Records contained in a dataset
============================================================
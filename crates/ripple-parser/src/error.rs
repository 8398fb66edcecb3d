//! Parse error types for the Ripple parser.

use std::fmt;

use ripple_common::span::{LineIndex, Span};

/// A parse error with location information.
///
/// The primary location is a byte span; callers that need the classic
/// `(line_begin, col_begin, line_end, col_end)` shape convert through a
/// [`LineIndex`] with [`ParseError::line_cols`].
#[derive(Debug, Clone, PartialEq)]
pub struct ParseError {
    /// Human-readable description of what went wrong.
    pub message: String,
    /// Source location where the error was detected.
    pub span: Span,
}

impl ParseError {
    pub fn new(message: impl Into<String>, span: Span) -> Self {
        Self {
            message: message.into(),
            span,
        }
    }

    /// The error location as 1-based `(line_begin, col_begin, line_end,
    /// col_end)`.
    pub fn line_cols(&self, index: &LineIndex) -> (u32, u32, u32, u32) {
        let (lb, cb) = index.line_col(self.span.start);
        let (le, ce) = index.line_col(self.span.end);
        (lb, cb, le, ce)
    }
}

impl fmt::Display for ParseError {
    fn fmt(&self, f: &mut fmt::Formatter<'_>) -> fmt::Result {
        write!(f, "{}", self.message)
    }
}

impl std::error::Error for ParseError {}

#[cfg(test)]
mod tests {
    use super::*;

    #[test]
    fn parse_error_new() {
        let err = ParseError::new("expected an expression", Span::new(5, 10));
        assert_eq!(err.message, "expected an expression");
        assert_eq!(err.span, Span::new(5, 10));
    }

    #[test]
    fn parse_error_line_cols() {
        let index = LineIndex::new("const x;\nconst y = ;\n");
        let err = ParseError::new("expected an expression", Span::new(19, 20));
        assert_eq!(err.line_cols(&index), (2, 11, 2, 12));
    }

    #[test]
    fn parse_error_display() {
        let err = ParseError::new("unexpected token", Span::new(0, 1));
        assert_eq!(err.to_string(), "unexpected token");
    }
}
============================================================
ACTIVITY:
Retype each record, matching it exactly.

ANSWER SPACE:
filename crates/ripple-parser/src/error.rs
repository 8398fb66edcecb3d
//! Parse error types for the Ripple parser.

use std::fmt;

use ripple_common::span::{LineIndex, Span};

/// A parse error with location information.
///
/// The primary location is a byte span; callers that need the classic
/// `(line_begin, col_begin, line_end, col_end)` shape convert through a
/// [`LineIndex`] with [`ParseError::line_cols`].
#[derive(Debug, Clone, PartialEq)]
pub struct ParseError {
    /// Human-readable description of what went wrong.
    pub message: String,
    /// Source location where the error was detected.
    pub span: Span,
}

impl ParseError {
    pub fn new(message: impl Into<String>, span: Span) -> Self {
        Self {
            message: message.into(),
            span,
        }
    }

    /// The error location as 1-based `(line_begin, col_begin, line_end,
    /// col_end)`.
    pub fn line_cols(&self, index: &LineIndex) -> (u32, u32, u32, u32) {
        let (lb, cb) = index.line_col(self.span.start);
        let (le, ce) = index.line_col(self.span.end);
        (lb, cb, le, ce)
    }
}

impl fmt::Display for ParseError {
    fn fmt(&self, f: &mut fmt::Formatter<'_>) -> fmt::Result {
        write!(f, "{}", self.message)
    }
}

impl std::error::Error for ParseError {}

#[cfg(test)]
mod tests {
    use super::*;

    #[test]
    fn parse_error_new() {
        let err = ParseError::new("expected an expression", Span::new(5, 10));
        assert_eq!(err.message, "expected an expression");
        assert_eq!(err.span, Span::new(5, 10));
    }

    #[test]
    fn parse_error_line_cols() {
        let index = LineIndex::new("const x;\nconst y = ;\n");
        let err = ParseError::new("expected an expression", Span::new(19, 20));
        assert_eq!(err.line_cols(&index), (2, 11, 2, 12));
    }

    #[test]
    fn parse_error_display() {
        let err = ParseError::new("unexpected token", Span::new(0, 1));
        assert_eq!(err.to_string(), "unexpected token");
    }
}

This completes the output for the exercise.